David Riesman was born in 1909 to a medical professor. Both parents' ancestors were Jewish emigrants from Germany who emigrated to the USA generations ago. After completing his studies at Harvard in 1931 with a major in biochemistry , he received his doctorate in law in 1934 at the same university. He also worked as an editor for The Crimson and Harvard Law Review . After his legal clerkship in Boston , his path led him after a brief stint at the Supreme Court (1935-1936) to an intermezzo as a lawyer 1936-1937, after which he held a teaching position at the Buffalo Law School from 1937 to 1941 . He also acted as managing director of the American Committee for the Guidance of Professional Personnel , an aid organization for lawyers in exile in America.

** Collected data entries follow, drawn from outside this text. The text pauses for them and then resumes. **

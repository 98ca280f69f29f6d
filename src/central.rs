//! Mobile central protocol driver.
//!
//! A finite-state machine advanced by typed transport events. Each
//! transition returns the I/O actions the BLE layer should perform, so
//! the whole driver is testable without a radio. The driver composes
//! the auth frame from the published challenge and decrypts the
//! intercom's response; everything else is plumbing.

use p256::{PublicKey, SecretKey};
use std::time::Duration;

use crate::credential::UnlockRequest;
use crate::crypto::{
    aes_gcm_decrypt, aes_gcm_encrypt, derive_session_keys, ecdh_p256, encode_public_key,
    generate_gcm_nonce,
};
use crate::frame::{AuthFrame, ResponseBody, ResponseFrame};
use crate::session::SessionKeys;
use crate::types::{
    DoorState, StatusCode, CHALLENGE_NONCE_SIZE, MTU_REQUEST_ECDH, P256_POINT_SIZE,
    PROTOCOL_VERSION,
};

/// Driver configuration: per-phase deadlines and the MTU to request.
#[derive(Debug, Clone)]
pub struct CentralConfig {
    pub scan_timeout: Duration,
    pub connect_timeout: Duration,
    pub discovery_timeout: Duration,
    pub auth_timeout: Duration,
    pub credential_timeout: Duration,
    /// ATT MTU to request after connecting. This driver speaks the ECDH
    /// variant, so the default is that variant's request; symmetric-
    /// variant integrations request [`crate::MTU_REQUEST_SYMMETRIC`]
    /// instead.
    pub mtu: usize,
}

impl Default for CentralConfig {
    fn default() -> Self {
        Self {
            scan_timeout: Duration::from_secs(5),
            connect_timeout: Duration::from_secs(5),
            discovery_timeout: Duration::from_secs(5),
            auth_timeout: Duration::from_secs(3),
            credential_timeout: Duration::from_secs(3),
            mtu: MTU_REQUEST_ECDH,
        }
    }
}

/// Driver state.
#[derive(Debug, Clone, Copy, PartialEq, Eq)]
pub enum CentralState {
    Idle,
    Scanning,
    Connecting,
    Discovering,
    Subscribing,
    /// Subscribed; waiting for the challenge notification.
    Authenticating,
    /// Auth frame written; waiting for the response indication.
    SendingCred,
    Complete,
    Failed,
}

/// Transport events fed into the driver.
#[derive(Debug, Clone, PartialEq, Eq)]
pub enum CentralEvent {
    /// Caller requests an unlock.
    Start,
    DeviceFound,
    Connected,
    ServicesDiscovered,
    Subscribed,
    /// Notification bytes from the Challenge characteristic.
    Notification(Vec<u8>),
    /// Indication bytes from the Response characteristic.
    Indication(Vec<u8>),
    /// The armed phase timer fired.
    Timeout,
    Disconnected,
}

/// Final outcome reported to the caller.
#[derive(Debug, Clone, PartialEq, Eq)]
pub enum UnlockOutcome {
    Granted { door_state: DoorState },
    Denied { status: StatusCode },
    TransportFailed { reason: &'static str },
}

impl UnlockOutcome {
    /// User-facing message for this outcome.
    pub fn message(&self) -> &'static str {
        match self {
            Self::Granted { .. } => StatusCode::Success.message(),
            Self::Denied { status } => status.message(),
            Self::TransportFailed { reason } => reason,
        }
    }
}

/// I/O the transport layer should perform after a transition.
#[derive(Debug, Clone, PartialEq, Eq)]
pub enum CentralAction {
    StartScan(Duration),
    Connect(Duration),
    RequestMtu(usize),
    DiscoverServices(Duration),
    Subscribe(Duration),
    /// Arm the phase timer; a `Timeout` event is expected if it fires.
    ArmTimer(Duration),
    /// Write these bytes to the Auth characteristic.
    WriteAuth(Vec<u8>),
    /// Acknowledge the received indication.
    AckIndication,
    Disconnect,
    Report(UnlockOutcome),
}

/// The mobile driver.
pub struct CentralDriver {
    config: CentralConfig,
    state: CentralState,
    device_secret: SecretKey,
    device_public: [u8; P256_POINT_SIZE],
    intercom_public: PublicKey,
    credential: Vec<u8>,
    session_keys: Option<SessionKeys>,
}

impl CentralDriver {
    /// Creates a driver holding the mobile identity, the intercom's
    /// public key (from provisioning), and the encoded credential.
    pub fn new(
        config: CentralConfig,
        device_secret: SecretKey,
        intercom_public: PublicKey,
        credential: Vec<u8>,
    ) -> Self {
        let device_public = encode_public_key(&device_secret.public_key());
        Self {
            config,
            state: CentralState::Idle,
            device_secret,
            device_public,
            intercom_public,
            credential,
            session_keys: None,
        }
    }

    /// Current driver state.
    pub fn state(&self) -> CentralState {
        self.state
    }

    /// Advance the machine with one event, returning the actions to run.
    pub fn on_event(&mut self, event: CentralEvent) -> Vec<CentralAction> {
        match (self.state, event) {
            (CentralState::Idle, CentralEvent::Start) => {
                self.state = CentralState::Scanning;
                vec![CentralAction::StartScan(self.config.scan_timeout)]
            }
            (CentralState::Scanning, CentralEvent::DeviceFound) => {
                self.state = CentralState::Connecting;
                vec![CentralAction::Connect(self.config.connect_timeout)]
            }
            (CentralState::Connecting, CentralEvent::Connected) => {
                self.state = CentralState::Discovering;
                vec![
                    CentralAction::RequestMtu(self.config.mtu),
                    CentralAction::DiscoverServices(self.config.discovery_timeout),
                ]
            }
            (CentralState::Discovering, CentralEvent::ServicesDiscovered) => {
                self.state = CentralState::Subscribing;
                vec![CentralAction::Subscribe(self.config.discovery_timeout)]
            }
            (CentralState::Subscribing, CentralEvent::Subscribed) => {
                self.state = CentralState::Authenticating;
                vec![CentralAction::ArmTimer(self.config.auth_timeout)]
            }
            (CentralState::Authenticating, CentralEvent::Notification(bytes)) => {
                self.on_challenge(&bytes)
            }
            (CentralState::SendingCred, CentralEvent::Indication(bytes)) => {
                self.on_response(&bytes)
            }
            (
                CentralState::Idle | CentralState::Complete | CentralState::Failed,
                CentralEvent::Timeout | CentralEvent::Disconnected,
            ) => Vec::new(),
            (_, CentralEvent::Timeout) => self.fail(match self.state {
                CentralState::Scanning => "No reader found",
                CentralState::Connecting => "Connection timed out",
                CentralState::Discovering | CentralState::Subscribing => {
                    "Service discovery timed out"
                }
                CentralState::Authenticating => "No challenge from reader",
                CentralState::SendingCred => "No response from reader",
                _ => "Timed out",
            }),
            (_, CentralEvent::Disconnected) => {
                self.session_keys = None;
                self.state = CentralState::Failed;
                vec![CentralAction::Report(UnlockOutcome::TransportFailed {
                    reason: "Reader disconnected",
                })]
            }
            (state, event) => {
                log::debug!("Ignoring {:?} in state {:?}", event, state);
                Vec::new()
            }
        }
    }

    fn fail(&mut self, reason: &'static str) -> Vec<CentralAction> {
        self.session_keys = None;
        self.state = CentralState::Failed;
        vec![
            CentralAction::Disconnect,
            CentralAction::Report(UnlockOutcome::TransportFailed { reason }),
        ]
    }

    /// Compose and send the auth frame for the published challenge.
    fn on_challenge(&mut self, bytes: &[u8]) -> Vec<CentralAction> {
        let Ok(challenge) = <[u8; CHALLENGE_NONCE_SIZE]>::try_from(bytes) else {
            return self.fail("Malformed challenge");
        };

        let shared = ecdh_p256(&self.device_secret, &self.intercom_public);
        let Ok((k_m2i, k_i2m)) = derive_session_keys(&shared, &challenge) else {
            return self.fail("Key derivation failed");
        };

        let payload = UnlockRequest::new(self.credential.clone()).encode();
        let gcm_nonce = generate_gcm_nonce();
        let aad = [PROTOCOL_VERSION];
        let Ok(ciphertext) = aes_gcm_encrypt(&k_m2i, &gcm_nonce, &aad, &payload) else {
            return self.fail("Encryption failed");
        };

        let frame = AuthFrame {
            version: PROTOCOL_VERSION,
            mobile_public: self.device_public,
            gcm_nonce,
            ciphertext,
        };
        let Ok(frame_bytes) = frame.encode() else {
            return self.fail("Auth frame too large");
        };

        self.session_keys = Some(SessionKeys {
            m2i: k_m2i,
            i2m: k_i2m,
        });
        self.state = CentralState::SendingCred;
        vec![
            CentralAction::WriteAuth(frame_bytes),
            CentralAction::ArmTimer(self.config.credential_timeout),
        ]
    }

    /// Decrypt and report the intercom's response.
    fn on_response(&mut self, bytes: &[u8]) -> Vec<CentralAction> {
        // A single plaintext byte is the pre-key failure path.
        if bytes.len() == 1 {
            let outcome = match StatusCode::from_byte(bytes[0]) {
                Some(status) => UnlockOutcome::Denied { status },
                None => UnlockOutcome::TransportFailed {
                    reason: "Unintelligible response",
                },
            };
            self.session_keys = None;
            self.state = CentralState::Failed;
            return vec![
                CentralAction::AckIndication,
                CentralAction::Disconnect,
                CentralAction::Report(outcome),
            ];
        }

        let Some(keys) = self.session_keys.as_ref() else {
            return self.fail("Response before key agreement");
        };

        let body = ResponseFrame::decode(bytes)
            .and_then(|frame| {
                aes_gcm_decrypt(
                    &keys.i2m,
                    &frame.gcm_nonce,
                    &[PROTOCOL_VERSION],
                    &frame.ciphertext,
                )
            })
            .and_then(|plaintext| ResponseBody::decode(&plaintext));

        let outcome = match body {
            Ok(body) if body.status == StatusCode::Success => UnlockOutcome::Granted {
                door_state: body.door_state,
            },
            Ok(body) => UnlockOutcome::Denied {
                status: body.status,
            },
            Err(_) => UnlockOutcome::TransportFailed {
                reason: "Response authentication failed",
            },
        };

        self.session_keys = None;
        self.state = match outcome {
            UnlockOutcome::Granted { .. } | UnlockOutcome::Denied { .. } => CentralState::Complete,
            UnlockOutcome::TransportFailed { .. } => CentralState::Failed,
        };

        vec![
            CentralAction::AckIndication,
            CentralAction::Disconnect,
            CentralAction::Report(outcome),
        ]
    }
}
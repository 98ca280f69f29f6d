//! Storage interfaces for the intercom peripheral.
//!
//! The credential directory caches backend-issued records and is
//! replaced atomically when a cache-refresh notification arrives; the
//! revocation list is the only store consulted on the hot auth path, so
//! it is synchronous.

use std::collections::{HashMap, HashSet};
use std::sync::RwLock as StdRwLock;
use std::time::{Duration, Instant};

use tokio::sync::RwLock;

use crate::credential::CredentialRecord;
use crate::types::Result;

// ============================================================================
// Revocation list
// ============================================================================

/// Set of revoked credential references.
///
/// Readers take a snapshot for the duration of one verification, so a
/// concurrent `replace` can never expose a half-applied list.
#[derive(Default)]
pub struct RevocationList {
    revoked: StdRwLock<HashSet<[u8; 16]>>,
}

impl RevocationList {
    /// Creates an empty list.
    pub fn new() -> Self {
        Self::default()
    }

    /// Whether a revocation reference is revoked.
    pub fn contains(&self, reference: &[u8; 16]) -> bool {
        self.revoked
            .read()
            .expect("revocation lock poisoned")
            .contains(reference)
    }

    /// Snapshot the current set for one verification pass.
    pub fn snapshot(&self) -> HashSet<[u8; 16]> {
        self.revoked
            .read()
            .expect("revocation lock poisoned")
            .clone()
    }

    /// Add a single revocation.
    pub fn revoke(&self, reference: [u8; 16]) {
        self.revoked
            .write()
            .expect("revocation lock poisoned")
            .insert(reference);
    }

    /// Atomically replace the whole list.
    pub fn replace(&self, references: HashSet<[u8; 16]>) {
        let mut revoked = self.revoked.write().expect("revocation lock poisoned");
        *revoked = references;
    }
}

// ============================================================================
// Credential directory
// ============================================================================

/// Peripheral-side cache of issued credential records.
#[async_trait::async_trait]
pub trait CredentialDirectory: Send + Sync {
    /// Look up a record by credential ID.
    async fn get(&self, credential_id: &[u8; 16]) -> Option<CredentialRecord>;

    /// Atomically replace the cached records (backend cache refresh).
    async fn reload(&self, records: Vec<CredentialRecord>) -> Result<()>;

    /// Number of cached records.
    async fn len(&self) -> usize;

    /// Drop records whose validity (including grace) ended before `now`.
    async fn prune_expired(&self, now: u64) -> Result<()>;
}

/// Entry with an insertion timestamp for staleness reporting.
struct CachedRecord {
    record: CredentialRecord,
    cached_at: Instant,
}

/// In-memory credential directory.
pub struct InMemoryCredentialDirectory {
    records: RwLock<HashMap<[u8; 16], CachedRecord>>,
}

impl InMemoryCredentialDirectory {
    /// Creates an empty directory.
    pub fn new() -> Self {
        Self {
            records: RwLock::new(HashMap::new()),
        }
    }

    /// Age of the oldest cached record, if any.
    pub async fn oldest_entry_age(&self) -> Option<Duration> {
        let records = self.records.read().await;
        let now = Instant::now();
        records
            .values()
            .map(|entry| now.duration_since(entry.cached_at))
            .max()
    }
}

impl Default for InMemoryCredentialDirectory {
    fn default() -> Self {
        Self::new()
    }
}

#[async_trait::async_trait]
impl CredentialDirectory for InMemoryCredentialDirectory {
    async fn get(&self, credential_id: &[u8; 16]) -> Option<CredentialRecord> {
        let records = self.records.read().await;
        records.get(credential_id).map(|entry| entry.record.clone())
    }

    async fn reload(&self, new_records: Vec<CredentialRecord>) -> Result<()> {
        let now = Instant::now();
        let replacement: HashMap<_, _> = new_records
            .into_iter()
            .map(|record| {
                (
                    record.credential_id,
                    CachedRecord {
                        record,
                        cached_at: now,
                    },
                )
            })
            .collect();

        let mut records = self.records.write().await;
        *records = replacement;
        log::info!("Credential directory reloaded: {} records", records.len());
        Ok(())
    }

    async fn len(&self) -> usize {
        self.records.read().await.len()
    }

    async fn prune_expired(&self, now: u64) -> Result<()> {
        let mut records = self.records.write().await;
        records.retain(|_, entry| {
            let deadline = entry
                .record
                .not_after
                .saturating_add(u64::from(entry.record.grace_period));
            deadline >= now
        });
        Ok(())
    }
}

#[cfg(test)]
mod tests {
    use super::*;
    use crate::credential::PERMISSION_UNLOCK;

    fn record(id: u8, not_after: u64) -> CredentialRecord {
        CredentialRecord {
            credential_id: [id; 16],
            device_public_key: [0x04; 65],
            door_id: [0x0D; 16],
            not_before: 0,
            not_after,
            grace_period: 10,
            permissions: PERMISSION_UNLOCK,
            revocation_ref: [id; 16],
            signature: [0; 64],
        }
    }

    #[test]
    fn test_revocation_list() {
        let list = RevocationList::new();
        assert!(!list.contains(&[0x01; 16]));

        list.revoke([0x01; 16]);
        assert!(list.contains(&[0x01; 16]));
        assert!(list.snapshot().contains(&[0x01; 16]));
    }

    #[test]
    fn test_revocation_replace_is_total() {
        let list = RevocationList::new();
        list.revoke([0x01; 16]);

        let mut replacement = HashSet::new();
        replacement.insert([0x02; 16]);
        list.replace(replacement);

        assert!(!list.contains(&[0x01; 16]));
        assert!(list.contains(&[0x02; 16]));
    }

    #[tokio::test]
    async fn test_directory_reload_replaces_everything() {
        let directory = InMemoryCredentialDirectory::new();
        directory.reload(vec![record(1, 100)]).await.unwrap();
        assert_eq!(directory.len().await, 1);

        directory
            .reload(vec![record(2, 100), record(3, 100)])
            .await
            .unwrap();
        assert_eq!(directory.len().await, 2);
        assert!(directory.get(&[1; 16]).await.is_none());
        assert!(directory.get(&[2; 16]).await.is_some());
    }

    #[tokio::test]
    async fn test_directory_prune_respects_grace() {
        let directory = InMemoryCredentialDirectory::new();
        directory
            .reload(vec![record(1, 100), record(2, 200)])
            .await
            .unwrap();

        // Record 1 is valid through 100 + 10 grace.
        directory.prune_expired(110).await.unwrap();
        assert_eq!(directory.len().await, 2);

        directory.prune_expired(111).await.unwrap();
        assert_eq!(directory.len().await, 1);
        assert!(directory.get(&[2; 16]).await.is_some());
    }
}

As a visiting professor at Columbia Law School (1941–1942) he met influential scientists such as the anthropologist Margaret Mead , the sociologist Paul Lazarsfeld , the philosopher Hannah Arendt and the psychoanalyst Erich Fromm . 1949 Riesman was to the social science faculty of the University of Chicago called, where he along with Nathan Glazer his bestseller and Reuel Denney 1950 The Lonely Crowd (dt. The Lonely Crowd , 1956) wrote and achieved almost overnight fame. That same year, Riesman became a member of the Congress for Cultural Freedom , an anti-communist association of prominent intellectuals that was discovered to have received funding from the CIA . Riesman left the group and began criticizing McCarthy's strategies . Together with Paul Lazarsfeld he worked on a study on the aftermath of the McCarthy era on American social scientists. Riesman is one of the founders of a field of research that later became part of standard sociological training under the name of “ qualitative social research ”. In 1955 he was elected to the American Academy of Arts and Sciences and 1974 to the American Philosophical Society .

In 1958 Riesman was called to Harvard University , where he taught for more than 20 years, with the American Character and Social Structure seminar becoming famous. In the 1960s, his interest focused on changes in higher education in the United States.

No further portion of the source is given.